(Beginning of Available data)

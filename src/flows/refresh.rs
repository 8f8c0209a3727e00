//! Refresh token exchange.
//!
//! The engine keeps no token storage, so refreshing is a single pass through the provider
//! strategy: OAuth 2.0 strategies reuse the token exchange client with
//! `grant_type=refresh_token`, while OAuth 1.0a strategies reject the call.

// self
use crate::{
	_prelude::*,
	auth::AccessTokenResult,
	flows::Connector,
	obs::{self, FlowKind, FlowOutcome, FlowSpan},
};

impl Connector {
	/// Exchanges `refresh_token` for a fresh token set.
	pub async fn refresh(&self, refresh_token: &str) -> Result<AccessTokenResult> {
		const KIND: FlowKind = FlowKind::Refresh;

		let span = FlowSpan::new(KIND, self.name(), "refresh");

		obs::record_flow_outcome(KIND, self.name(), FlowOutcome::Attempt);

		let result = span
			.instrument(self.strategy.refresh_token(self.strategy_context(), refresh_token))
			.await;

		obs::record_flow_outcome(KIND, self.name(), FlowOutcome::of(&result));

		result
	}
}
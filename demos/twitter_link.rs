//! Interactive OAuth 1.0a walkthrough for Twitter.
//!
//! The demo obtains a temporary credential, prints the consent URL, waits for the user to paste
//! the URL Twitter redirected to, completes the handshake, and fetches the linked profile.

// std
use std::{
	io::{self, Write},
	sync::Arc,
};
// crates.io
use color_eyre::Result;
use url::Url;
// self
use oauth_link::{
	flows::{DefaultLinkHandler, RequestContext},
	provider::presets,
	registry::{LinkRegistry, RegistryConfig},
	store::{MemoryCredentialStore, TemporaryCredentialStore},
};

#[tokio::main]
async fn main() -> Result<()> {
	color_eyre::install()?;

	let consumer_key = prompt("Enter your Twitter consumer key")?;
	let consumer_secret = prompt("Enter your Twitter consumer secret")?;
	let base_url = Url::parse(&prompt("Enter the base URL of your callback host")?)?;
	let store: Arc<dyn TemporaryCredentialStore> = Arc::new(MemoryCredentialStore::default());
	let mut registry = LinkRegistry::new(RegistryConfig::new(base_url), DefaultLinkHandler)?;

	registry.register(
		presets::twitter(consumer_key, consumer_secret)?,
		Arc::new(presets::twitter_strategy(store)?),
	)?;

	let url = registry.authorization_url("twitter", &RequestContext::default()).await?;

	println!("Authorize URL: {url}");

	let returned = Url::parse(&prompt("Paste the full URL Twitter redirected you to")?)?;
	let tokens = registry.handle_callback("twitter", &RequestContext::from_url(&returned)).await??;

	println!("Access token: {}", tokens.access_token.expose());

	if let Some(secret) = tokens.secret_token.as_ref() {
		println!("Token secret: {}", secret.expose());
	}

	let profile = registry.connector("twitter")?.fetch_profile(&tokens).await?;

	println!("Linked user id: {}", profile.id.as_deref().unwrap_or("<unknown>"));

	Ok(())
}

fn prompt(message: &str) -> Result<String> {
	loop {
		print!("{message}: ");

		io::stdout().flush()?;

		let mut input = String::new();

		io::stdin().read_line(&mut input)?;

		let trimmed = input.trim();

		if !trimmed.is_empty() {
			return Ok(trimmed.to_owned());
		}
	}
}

(End of Available data)

> Exercise objective:
The records above must be restated. Preserve every word.

> Expected output:
filename src/flows/refresh.rs
repository 8f8c0209a3727e00
//! Refresh token exchange.
//!
//! The engine keeps no token storage, so refreshing is a single pass through the provider
//! strategy: OAuth 2.0 strategies reuse the token exchange client with
//! `grant_type=refresh_token`, while OAuth 1.0a strategies reject the call.

// self
use crate::{
	_prelude::*,
	auth::AccessTokenResult,
	flows::Connector,
	obs::{self, FlowKind, FlowOutcome, FlowSpan},
};

impl Connector {
	/// Exchanges `refresh_token` for a fresh token set.
	pub async fn refresh(&self, refresh_token: &str) -> Result<AccessTokenResult> {
		const KIND: FlowKind = FlowKind::Refresh;

		let span = FlowSpan::new(KIND, self.name(), "refresh");

		obs::record_flow_outcome(KIND, self.name(), FlowOutcome::Attempt);

		let result = span
			.instrument(self.strategy.refresh_token(self.strategy_context(), refresh_token))
			.await;

		obs::record_flow_outcome(KIND, self.name(), FlowOutcome::of(&result));

		result
	}
}
filename demos/twitter_link.rs
//! Interactive OAuth 1.0a walkthrough for Twitter.
//!
//! The demo obtains a temporary credential, prints the consent URL, waits for the user to paste
//! the URL Twitter redirected to, completes the handshake, and fetches the linked profile.

// std
use std::{
	io::{self, Write},
	sync::Arc,
};
// crates.io
use color_eyre::Result;
use url::Url;
// self
use oauth_link::{
	flows::{DefaultLinkHandler, RequestContext},
	provider::presets,
	registry::{LinkRegistry, RegistryConfig},
	store::{MemoryCredentialStore, TemporaryCredentialStore},
};

#[tokio::main]
async fn main() -> Result<()> {
	color_eyre::install()?;

	let consumer_key = prompt("Enter your Twitter consumer key")?;
	let consumer_secret = prompt("Enter your Twitter consumer secret")?;
	let base_url = Url::parse(&prompt("Enter the base URL of your callback host")?)?;
	let store: Arc<dyn TemporaryCredentialStore> = Arc::new(MemoryCredentialStore::default());
	let mut registry = LinkRegistry::new(RegistryConfig::new(base_url), DefaultLinkHandler)?;

	registry.register(
		presets::twitter(consumer_key, consumer_secret)?,
		Arc::new(presets::twitter_strategy(store)?),
	)?;

	let url = registry.authorization_url("twitter", &RequestContext::default()).await?;

	println!("Authorize URL: {url}");

	let returned = Url::parse(&prompt("Paste the full URL Twitter redirected you to")?)?;
	let tokens = registry.handle_callback("twitter", &RequestContext::from_url(&returned)).await??;

	println!("Access token: {}", tokens.access_token.expose());

	if let Some(secret) = tokens.secret_token.as_ref() {
		println!("Token secret: {}", secret.expose());
	}

	let profile = registry.connector("twitter")?.fetch_profile(&tokens).await?;

	println!("Linked user id: {}", profile.id.as_deref().unwrap_or("<unknown>"));

	Ok(())
}

fn prompt(message: &str) -> Result<String> {
	loop {
		print!("{message}: ");

		io::stdout().flush()?;

		let mut input = String::new();

		io::stdin().read_line(&mut input)?;

		let trimmed = input.trim();

		if !trimmed.is_empty() {
			return Ok(trimmed.to_owned());
		}
	}
}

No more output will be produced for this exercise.